Knockoffs, rips, and dupes are just the visible symptom of something much deeper. We veneer every aspect of our lives. Not just in what products we buy, but in how we present ourselves in public and the manner we show up in relationships. While this is just part of human nature, what's changed is how many identities are being built based on something that never existed. We're chasing Hiraeth. The carefully curated online identity that bears no resemblance to the human behind it.
Augustine's confession doesn't end with failure or with him retreating from the world. He became the person his conscience told him to become. He writes: "But now how different is my state from what it was." That's available to you now, even within the system you're already part of as long as you refuse to become numb to it. Yes, the counterfeit everything will continue, but you already know the cost. The question is whether you're willing to pay it.
Works Cited
Anti-Slavery International. "The Fast Fashion Model: Why the Problem Goes Beyond Shein." Anti-Slavery International, 15 June 2024, www.antislavery.org/latest/shein-fast-fashion-problem/.

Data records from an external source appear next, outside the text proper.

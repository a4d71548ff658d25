//! Queue reconciliation: listing, ordering, budget, planning and moves.

pub mod budget;
pub mod listing;
pub mod ordering;
pub mod planner;
pub mod reconciler;
pub mod transfer;
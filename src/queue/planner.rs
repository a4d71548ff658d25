//! Selection policy: turns two directory listings and a budget into a plan.
//!
//! Planning is pure; nothing here touches the filesystem.
//!
//! Flat layout:
//! 1. Active entries sorted by key; the longest admissible prefix is kept, the
//!    rest overflows to offload.
//! 2. Offload entries sorted by key are pulled in while the running tally
//!    (kept + pulled) stays within budget; pulling stops at the first misfit.
//!
//! An overflow file whose name already exists in offload cannot leave, so it
//! counts against the budget like a kept file.
//!
//! Grouped layout merges both roots into one ordering that interleaves groups
//! (first file of every group, then second, ...). A group whose file is
//! rejected is capped, so the active files of each group stay a prefix of it.

#![allow(missing_docs)]

use std::cmp::Reverse;
use std::collections::{HashMap, HashSet};
use std::fmt;
use std::path::{Path, PathBuf};

use serde::Serialize;

use crate::queue::budget::{Budget, Tally};
use crate::queue::listing::{DirectoryState, FileEntry, Layout};
use crate::queue::ordering::{OrderKey, natural_cmp};

/// Which way a file travels.
#[derive(Debug, Clone, Copy, PartialEq, Eq, Serialize)]
#[serde(rename_all = "snake_case")]
pub enum Direction {
    /// Active → offload.
    Offload,
    /// Offload → active.
    Activate,
}

impl fmt::Display for Direction {
    fn fmt(&self, f: &mut fmt::Formatter<'_>) -> fmt::Result {
        f.write_str(match self {
            Self::Offload => "offload",
            Self::Activate => "activate",
        })
    }
}

/// A single move decided by the planner.
#[derive(Debug, Clone, PartialEq, Eq, Serialize)]
pub struct PlannedMove {
    pub entry: FileEntry,
    pub direction: Direction,
}

/// Output of the selection policy.
#[derive(Debug, Clone, Default, Serialize)]
pub struct ReconcilePlan {
    /// Active files that stay.
    pub kept: Vec<FileEntry>,
    /// Moves in execution order: offloads first, then activations.
    pub moves: Vec<PlannedMove>,
    /// Moves that cannot happen because the name exists on both sides.
    pub conflicts: Vec<PlannedMove>,
    /// Expected active count/bytes once every move succeeds.
    pub projected: Tally,
}

impl ReconcilePlan {
    /// True when there is nothing to move and nothing to report.
    pub fn is_noop(&self) -> bool {
        self.moves.is_empty() && self.conflicts.is_empty()
    }

    pub fn count(&self, direction: Direction) -> usize {
        self.moves
            .iter()
            .filter(|m| m.direction == direction)
            .count()
    }

    fn finish(mut self) -> Self {
        // Stable sort keeps key order within each direction.
        self.moves.sort_by_key(|m| match m.direction {
            Direction::Offload => 0,
            Direction::Activate => 1,
        });
        self
    }
}

/// Build the plan for the given layout.
pub fn plan(
    layout: Layout,
    active: &DirectoryState,
    offload: &DirectoryState,
    budget: &Budget,
    key: OrderKey,
) -> ReconcilePlan {
    match layout {
        Layout::Flat => plan_flat(active, offload, budget, key),
        Layout::Grouped => plan_grouped(active, offload, budget, key),
    }
}

/// Keep-prefix-then-pull policy for flat directories.
pub fn plan_flat(
    active: &DirectoryState,
    offload: &DirectoryState,
    budget: &Budget,
    key: OrderKey,
) -> ReconcilePlan {
    let active_names: HashSet<&Path> =
        active.entries.iter().map(|e| e.rel_path.as_path()).collect();
    let offload_names: HashSet<&Path> =
        offload.entries.iter().map(|e| e.rel_path.as_path()).collect();

    let mut active_sorted = active.entries.clone();
    key.sort(&mut active_sorted);
    let mut offload_sorted = offload.entries.clone();
    key.sort(&mut offload_sorted);

    let mut plan = ReconcilePlan::default();
    let mut tally = Tally::default();
    let mut overflowing = false;

    for entry in active_sorted {
        if !overflowing && budget.admits(&tally, entry.size_bytes) {
            tally.add(entry.size_bytes);
            plan.kept.push(entry);
            continue;
        }
        overflowing = true;
        let planned = PlannedMove {
            direction: Direction::Offload,
            entry,
        };
        if offload_names.contains(planned.entry.rel_path.as_path()) {
            // Stays in active.
            tally.add(planned.entry.size_bytes);
            plan.conflicts.push(planned);
        } else {
            plan.moves.push(planned);
        }
    }

    for entry in offload_sorted {
        if active_names.contains(entry.rel_path.as_path()) {
            plan.conflicts.push(PlannedMove {
                entry,
                direction: Direction::Activate,
            });
            continue;
        }
        if !budget.admits(&tally, entry.size_bytes) {
            break;
        }
        tally.add(entry.size_bytes);
        plan.moves.push(PlannedMove {
            entry,
            direction: Direction::Activate,
        });
    }

    plan.projected = tally;
    plan.finish()
}

#[derive(Debug, Clone, Copy, PartialEq, Eq)]
enum Location {
    Active,
    Offload,
    Both,
}

struct Candidate {
    entry: FileEntry,
    location: Location,
    index: usize,
}

/// Merged per-group policy for grouped layout.
///
/// Candidates are ordered by (position in group, larger groups first, name
/// within the group, group name). A file is admitted when its group is not
/// capped, the global `max_count` has room, and either fewer than `min_count`
/// files are admitted so far or the group is under `per_group_count` and the
/// file fits the remaining `max_bytes`. `min_count` never lifts `max_count`,
/// the same rule the flat layout follows.
///
/// A rejected file that also exists in offload stays in active and is
/// counted in the tally.
pub fn plan_grouped(
    active: &DirectoryState,
    offload: &DirectoryState,
    budget: &Budget,
    key: OrderKey,
) -> ReconcilePlan {
    let mut merged: HashMap<PathBuf, (FileEntry, Location)> = HashMap::new();
    for entry in &active.entries {
        merged.insert(entry.rel_path.clone(), (entry.clone(), Location::Active));
    }
    for entry in &offload.entries {
        merged
            .entry(entry.rel_path.clone())
            .and_modify(|(_, loc)| *loc = Location::Both)
            .or_insert_with(|| (entry.clone(), Location::Offload));
    }

    let mut groups: HashMap<String, Vec<(FileEntry, Location)>> = HashMap::new();
    for (entry, location) in merged.into_values() {
        let group = entry.group.clone().unwrap_or_default();
        groups.entry(group).or_default().push((entry, location));
    }

    let group_sizes: HashMap<String, usize> =
        groups.iter().map(|(g, files)| (g.clone(), files.len())).collect();

    let mut candidates: Vec<Candidate> = Vec::new();
    for mut files in groups.into_values() {
        files.sort_by(|a, b| key.compare_in_group(&a.0, &b.0));
        candidates.extend(
            files
                .into_iter()
                .enumerate()
                .map(|(index, (entry, location))| Candidate {
                    entry,
                    location,
                    index,
                }),
        );
    }

    let group_of = |c: &Candidate| c.entry.group.clone().unwrap_or_default();
    candidates.sort_by(|a, b| {
        let (ga, gb) = (group_of(a), group_of(b));
        a.index
            .cmp(&b.index)
            .then_with(|| {
                Reverse(group_sizes.get(&ga).copied().unwrap_or(0))
                    .cmp(&Reverse(group_sizes.get(&gb).copied().unwrap_or(0)))
            })
            .then_with(|| key.compare_in_group(&a.entry, &b.entry))
            .then_with(|| natural_cmp(&ga, &gb))
    });

    let mut plan = ReconcilePlan::default();
    let mut tally = Tally::default();
    let mut per_group: HashMap<String, usize> = HashMap::new();
    let mut capped: HashSet<String> = HashSet::new();

    for candidate in candidates {
        let group = group_of(&candidate);
        let group_count = per_group.get(&group).copied().unwrap_or(0);
        let admitted = !capped.contains(&group)
            && budget.admits(&tally, candidate.entry.size_bytes)
            && (tally.count < budget.min_count || budget.admits_in_group(group_count));

        if admitted {
            tally.add(candidate.entry.size_bytes);
            *per_group.entry(group).or_default() += 1;
        } else {
            if candidate.location == Location::Both {
                tally.add(candidate.entry.size_bytes);
            }
            capped.insert(group);
        }

        let Candidate {
            entry, location, ..
        } = candidate;
        match (admitted, location) {
            (true, Location::Active) => plan.kept.push(entry),
            (true, Location::Offload) => plan.moves.push(PlannedMove {
                entry,
                direction: Direction::Activate,
            }),
            (true, Location::Both) => plan.conflicts.push(PlannedMove {
                entry,
                direction: Direction::Activate,
            }),
            (false, Location::Active) => plan.moves.push(PlannedMove {
                entry,
                direction: Direction::Offload,
            }),
            (false, Location::Both) => plan.conflicts.push(PlannedMove {
                entry,
                direction: Direction::Offload,
            }),
            (false, Location::Offload) => {}
        }
    }

    plan.projected = tally;
    plan.finish()
}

Public Eye. "Shein's Supply Chain Scandal Exposed." Global Training Center, 9 Jan. 2025, globaltrainingcenter.com/sheins-supply-chain-scandal-exposed/.
Sanders, Bernie. "The 'Injury-Productivity Trade-off': How Amazon's Obsession with Speed Creates Hazardous Working Conditions." U.S. Senate Committee on Health, Education, Labor, and Pensions, Dec. 2024, help.senate.gov/imo/media/doc/amazon_investigation.pdf.
U.S. Department of Labor, Occupational Safety and Health Administration. "OSHA and Amazon Settlement on Worker Safety." OSHA News Release, 19 Dec. 2024, osha.gov/news/newsreleases/osha-national-news-release/20241219.